Exercise details:
Scan the records for the word "args". Report each line where it occurs.

*** Provided data

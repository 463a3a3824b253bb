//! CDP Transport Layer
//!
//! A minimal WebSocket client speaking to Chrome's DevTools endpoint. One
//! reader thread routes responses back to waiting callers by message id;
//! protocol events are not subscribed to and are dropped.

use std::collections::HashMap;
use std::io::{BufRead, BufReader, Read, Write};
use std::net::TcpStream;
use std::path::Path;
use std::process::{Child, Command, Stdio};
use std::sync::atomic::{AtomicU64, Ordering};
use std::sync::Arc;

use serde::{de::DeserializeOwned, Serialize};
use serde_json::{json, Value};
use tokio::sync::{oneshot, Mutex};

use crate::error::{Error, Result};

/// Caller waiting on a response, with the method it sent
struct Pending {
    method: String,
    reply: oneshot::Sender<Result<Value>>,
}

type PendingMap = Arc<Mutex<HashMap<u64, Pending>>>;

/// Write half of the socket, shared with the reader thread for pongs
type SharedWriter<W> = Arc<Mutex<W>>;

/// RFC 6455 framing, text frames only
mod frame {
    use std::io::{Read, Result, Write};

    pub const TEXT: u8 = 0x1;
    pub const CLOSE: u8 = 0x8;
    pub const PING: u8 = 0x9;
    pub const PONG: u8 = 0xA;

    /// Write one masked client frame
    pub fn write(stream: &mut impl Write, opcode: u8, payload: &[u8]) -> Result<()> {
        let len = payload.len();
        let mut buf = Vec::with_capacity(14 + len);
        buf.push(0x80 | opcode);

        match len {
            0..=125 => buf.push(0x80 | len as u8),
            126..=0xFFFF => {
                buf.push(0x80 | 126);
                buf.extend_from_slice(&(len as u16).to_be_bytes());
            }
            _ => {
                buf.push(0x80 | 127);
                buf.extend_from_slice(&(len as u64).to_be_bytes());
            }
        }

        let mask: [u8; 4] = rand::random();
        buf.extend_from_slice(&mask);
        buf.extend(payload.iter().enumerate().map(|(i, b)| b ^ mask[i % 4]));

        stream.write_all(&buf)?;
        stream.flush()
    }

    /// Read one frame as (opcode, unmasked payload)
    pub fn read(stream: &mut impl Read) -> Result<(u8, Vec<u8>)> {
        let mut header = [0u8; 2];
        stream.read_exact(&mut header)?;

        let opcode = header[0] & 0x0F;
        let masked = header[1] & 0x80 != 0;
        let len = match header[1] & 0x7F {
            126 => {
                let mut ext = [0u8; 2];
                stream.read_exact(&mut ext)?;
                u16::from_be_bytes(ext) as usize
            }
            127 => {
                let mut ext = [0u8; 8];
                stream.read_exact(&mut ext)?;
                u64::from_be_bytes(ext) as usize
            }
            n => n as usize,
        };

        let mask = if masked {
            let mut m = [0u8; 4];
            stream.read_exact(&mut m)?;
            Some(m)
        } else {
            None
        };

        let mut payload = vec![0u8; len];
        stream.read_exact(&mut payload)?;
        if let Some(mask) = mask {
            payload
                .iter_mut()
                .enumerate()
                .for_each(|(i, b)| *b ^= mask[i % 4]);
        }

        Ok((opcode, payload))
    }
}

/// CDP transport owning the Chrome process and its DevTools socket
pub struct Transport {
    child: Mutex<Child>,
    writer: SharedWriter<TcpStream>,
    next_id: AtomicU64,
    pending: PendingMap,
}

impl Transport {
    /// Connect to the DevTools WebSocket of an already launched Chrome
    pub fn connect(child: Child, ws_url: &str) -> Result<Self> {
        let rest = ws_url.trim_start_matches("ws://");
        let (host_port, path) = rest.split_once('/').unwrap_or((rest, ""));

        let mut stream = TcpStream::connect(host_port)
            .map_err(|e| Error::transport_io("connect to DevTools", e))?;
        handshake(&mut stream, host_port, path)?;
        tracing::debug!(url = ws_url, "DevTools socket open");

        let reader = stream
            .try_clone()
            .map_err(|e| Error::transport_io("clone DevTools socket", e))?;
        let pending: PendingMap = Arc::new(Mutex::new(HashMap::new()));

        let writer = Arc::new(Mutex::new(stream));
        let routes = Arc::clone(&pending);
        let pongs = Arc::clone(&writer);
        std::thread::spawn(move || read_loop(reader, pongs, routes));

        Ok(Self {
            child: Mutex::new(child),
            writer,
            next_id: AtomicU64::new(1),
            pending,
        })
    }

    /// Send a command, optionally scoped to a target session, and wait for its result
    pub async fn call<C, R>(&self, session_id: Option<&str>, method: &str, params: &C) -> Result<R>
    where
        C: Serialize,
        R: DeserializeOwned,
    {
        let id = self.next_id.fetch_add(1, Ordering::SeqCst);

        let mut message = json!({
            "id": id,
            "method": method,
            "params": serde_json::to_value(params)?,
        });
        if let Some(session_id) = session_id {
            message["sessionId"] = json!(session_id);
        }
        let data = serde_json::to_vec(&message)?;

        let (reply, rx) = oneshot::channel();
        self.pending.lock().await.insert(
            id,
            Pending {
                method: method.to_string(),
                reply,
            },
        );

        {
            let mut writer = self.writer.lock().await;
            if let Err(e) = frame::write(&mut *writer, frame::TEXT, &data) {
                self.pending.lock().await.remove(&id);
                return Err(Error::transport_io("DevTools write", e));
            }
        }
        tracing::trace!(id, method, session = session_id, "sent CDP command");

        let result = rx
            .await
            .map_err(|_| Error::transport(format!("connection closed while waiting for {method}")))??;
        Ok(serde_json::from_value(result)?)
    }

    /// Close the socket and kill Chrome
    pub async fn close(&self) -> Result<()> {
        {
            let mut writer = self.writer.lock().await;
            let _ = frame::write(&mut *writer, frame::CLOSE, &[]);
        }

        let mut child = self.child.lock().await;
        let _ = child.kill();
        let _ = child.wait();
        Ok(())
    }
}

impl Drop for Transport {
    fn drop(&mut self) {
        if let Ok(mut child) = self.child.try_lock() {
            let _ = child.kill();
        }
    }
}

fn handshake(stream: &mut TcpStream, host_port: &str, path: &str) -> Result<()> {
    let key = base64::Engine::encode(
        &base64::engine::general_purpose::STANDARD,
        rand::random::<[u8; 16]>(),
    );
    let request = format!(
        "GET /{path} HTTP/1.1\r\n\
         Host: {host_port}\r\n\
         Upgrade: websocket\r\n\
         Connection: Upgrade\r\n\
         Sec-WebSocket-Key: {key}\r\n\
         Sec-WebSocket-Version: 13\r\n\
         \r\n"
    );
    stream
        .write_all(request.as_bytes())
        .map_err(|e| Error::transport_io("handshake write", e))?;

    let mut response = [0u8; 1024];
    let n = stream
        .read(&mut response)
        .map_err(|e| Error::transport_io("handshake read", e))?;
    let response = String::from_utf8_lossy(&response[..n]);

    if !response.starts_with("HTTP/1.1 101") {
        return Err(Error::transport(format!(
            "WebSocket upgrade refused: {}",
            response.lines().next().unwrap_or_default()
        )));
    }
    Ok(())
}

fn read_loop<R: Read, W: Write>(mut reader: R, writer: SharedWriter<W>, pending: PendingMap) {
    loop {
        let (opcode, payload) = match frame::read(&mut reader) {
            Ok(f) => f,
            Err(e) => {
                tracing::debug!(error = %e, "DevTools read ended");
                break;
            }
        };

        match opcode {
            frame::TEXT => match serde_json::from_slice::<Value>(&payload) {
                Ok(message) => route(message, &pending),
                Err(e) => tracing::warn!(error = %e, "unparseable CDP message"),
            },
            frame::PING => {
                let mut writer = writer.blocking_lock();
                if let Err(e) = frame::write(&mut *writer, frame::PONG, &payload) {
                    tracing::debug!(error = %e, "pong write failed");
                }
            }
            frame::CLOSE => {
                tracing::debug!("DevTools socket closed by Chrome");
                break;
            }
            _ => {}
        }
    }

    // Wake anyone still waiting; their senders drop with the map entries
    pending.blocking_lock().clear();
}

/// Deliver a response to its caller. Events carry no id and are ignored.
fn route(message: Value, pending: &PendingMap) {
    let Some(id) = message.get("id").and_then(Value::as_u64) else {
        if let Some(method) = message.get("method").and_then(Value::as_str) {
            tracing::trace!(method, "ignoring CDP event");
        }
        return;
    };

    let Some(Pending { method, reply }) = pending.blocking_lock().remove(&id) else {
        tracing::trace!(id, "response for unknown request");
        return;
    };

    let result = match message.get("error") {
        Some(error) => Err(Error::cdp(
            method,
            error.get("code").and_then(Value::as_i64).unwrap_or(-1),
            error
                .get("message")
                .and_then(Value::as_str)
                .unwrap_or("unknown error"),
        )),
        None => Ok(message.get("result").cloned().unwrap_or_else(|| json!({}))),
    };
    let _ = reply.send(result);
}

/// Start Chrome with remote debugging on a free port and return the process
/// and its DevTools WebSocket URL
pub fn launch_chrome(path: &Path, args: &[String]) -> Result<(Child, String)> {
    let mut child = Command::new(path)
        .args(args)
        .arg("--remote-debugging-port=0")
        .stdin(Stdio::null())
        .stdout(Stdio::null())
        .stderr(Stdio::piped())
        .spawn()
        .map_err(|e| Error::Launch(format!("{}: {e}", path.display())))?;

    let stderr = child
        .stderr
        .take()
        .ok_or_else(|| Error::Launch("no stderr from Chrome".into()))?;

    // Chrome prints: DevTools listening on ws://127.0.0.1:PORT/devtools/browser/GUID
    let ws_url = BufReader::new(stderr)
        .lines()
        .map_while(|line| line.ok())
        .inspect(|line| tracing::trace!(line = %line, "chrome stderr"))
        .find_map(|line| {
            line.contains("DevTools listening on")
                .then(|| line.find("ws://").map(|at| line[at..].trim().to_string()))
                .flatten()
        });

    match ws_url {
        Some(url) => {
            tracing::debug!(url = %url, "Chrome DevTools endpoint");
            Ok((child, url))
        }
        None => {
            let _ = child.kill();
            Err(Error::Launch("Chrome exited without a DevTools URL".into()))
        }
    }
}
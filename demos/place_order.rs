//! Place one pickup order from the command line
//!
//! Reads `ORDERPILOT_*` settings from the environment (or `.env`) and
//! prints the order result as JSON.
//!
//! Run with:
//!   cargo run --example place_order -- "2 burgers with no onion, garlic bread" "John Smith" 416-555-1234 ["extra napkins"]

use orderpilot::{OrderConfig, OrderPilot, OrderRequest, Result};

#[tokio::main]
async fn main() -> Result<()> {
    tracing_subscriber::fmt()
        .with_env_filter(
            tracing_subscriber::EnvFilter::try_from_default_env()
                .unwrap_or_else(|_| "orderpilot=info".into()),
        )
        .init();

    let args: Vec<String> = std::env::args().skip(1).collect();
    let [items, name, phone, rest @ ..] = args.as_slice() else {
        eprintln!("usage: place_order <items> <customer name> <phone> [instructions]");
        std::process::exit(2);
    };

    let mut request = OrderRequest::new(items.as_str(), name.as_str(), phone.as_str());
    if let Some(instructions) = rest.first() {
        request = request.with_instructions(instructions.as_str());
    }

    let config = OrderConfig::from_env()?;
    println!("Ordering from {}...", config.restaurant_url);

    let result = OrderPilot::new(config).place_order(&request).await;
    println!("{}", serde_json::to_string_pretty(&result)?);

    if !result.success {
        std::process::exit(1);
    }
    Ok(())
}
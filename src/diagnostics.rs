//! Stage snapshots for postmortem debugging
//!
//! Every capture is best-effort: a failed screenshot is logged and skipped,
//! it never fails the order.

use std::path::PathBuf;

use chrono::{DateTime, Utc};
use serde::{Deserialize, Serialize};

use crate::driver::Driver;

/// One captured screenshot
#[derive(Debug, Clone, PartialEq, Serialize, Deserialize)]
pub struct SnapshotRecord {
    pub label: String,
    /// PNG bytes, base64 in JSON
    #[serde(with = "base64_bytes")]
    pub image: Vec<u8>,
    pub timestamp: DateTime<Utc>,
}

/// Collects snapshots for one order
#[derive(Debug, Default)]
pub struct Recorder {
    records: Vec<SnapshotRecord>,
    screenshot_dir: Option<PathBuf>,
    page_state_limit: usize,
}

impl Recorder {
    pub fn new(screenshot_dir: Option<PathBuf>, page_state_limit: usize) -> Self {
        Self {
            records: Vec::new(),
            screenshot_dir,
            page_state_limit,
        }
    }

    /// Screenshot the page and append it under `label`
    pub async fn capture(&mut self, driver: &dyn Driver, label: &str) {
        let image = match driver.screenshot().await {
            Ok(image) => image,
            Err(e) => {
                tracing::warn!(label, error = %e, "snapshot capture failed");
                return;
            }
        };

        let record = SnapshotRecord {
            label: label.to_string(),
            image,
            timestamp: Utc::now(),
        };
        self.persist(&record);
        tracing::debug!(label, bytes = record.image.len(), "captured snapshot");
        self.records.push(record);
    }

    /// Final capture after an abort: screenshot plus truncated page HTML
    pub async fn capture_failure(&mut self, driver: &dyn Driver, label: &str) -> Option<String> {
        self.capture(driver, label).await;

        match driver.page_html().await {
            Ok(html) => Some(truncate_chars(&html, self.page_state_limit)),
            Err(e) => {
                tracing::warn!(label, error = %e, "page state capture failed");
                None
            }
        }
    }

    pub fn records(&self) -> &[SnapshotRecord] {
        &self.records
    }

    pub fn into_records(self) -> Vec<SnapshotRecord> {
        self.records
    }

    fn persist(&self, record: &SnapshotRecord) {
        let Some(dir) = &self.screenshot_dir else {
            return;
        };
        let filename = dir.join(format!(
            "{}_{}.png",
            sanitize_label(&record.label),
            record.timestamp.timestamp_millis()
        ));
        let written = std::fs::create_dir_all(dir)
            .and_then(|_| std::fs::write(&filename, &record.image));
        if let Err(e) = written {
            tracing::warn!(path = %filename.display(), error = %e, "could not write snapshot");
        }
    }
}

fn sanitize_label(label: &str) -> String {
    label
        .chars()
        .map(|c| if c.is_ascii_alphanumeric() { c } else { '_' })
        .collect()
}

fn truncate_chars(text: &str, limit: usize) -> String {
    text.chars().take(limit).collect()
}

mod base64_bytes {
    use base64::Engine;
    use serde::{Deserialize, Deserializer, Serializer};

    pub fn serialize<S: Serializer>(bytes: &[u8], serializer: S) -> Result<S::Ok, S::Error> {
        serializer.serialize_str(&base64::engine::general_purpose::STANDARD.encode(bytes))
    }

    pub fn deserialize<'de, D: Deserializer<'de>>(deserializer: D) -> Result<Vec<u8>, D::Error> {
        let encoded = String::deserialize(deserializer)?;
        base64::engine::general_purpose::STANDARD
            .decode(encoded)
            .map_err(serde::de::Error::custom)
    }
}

******

Exercise output:
pub fn launch_chrome(path: &Path, args: &[String]) -> Result<(Child, String)> {
        .args(args)
    let args: Vec<String> = std::env::args().skip(1).collect();
    let [items, name, phone, rest @ ..] = args.as_slice() else {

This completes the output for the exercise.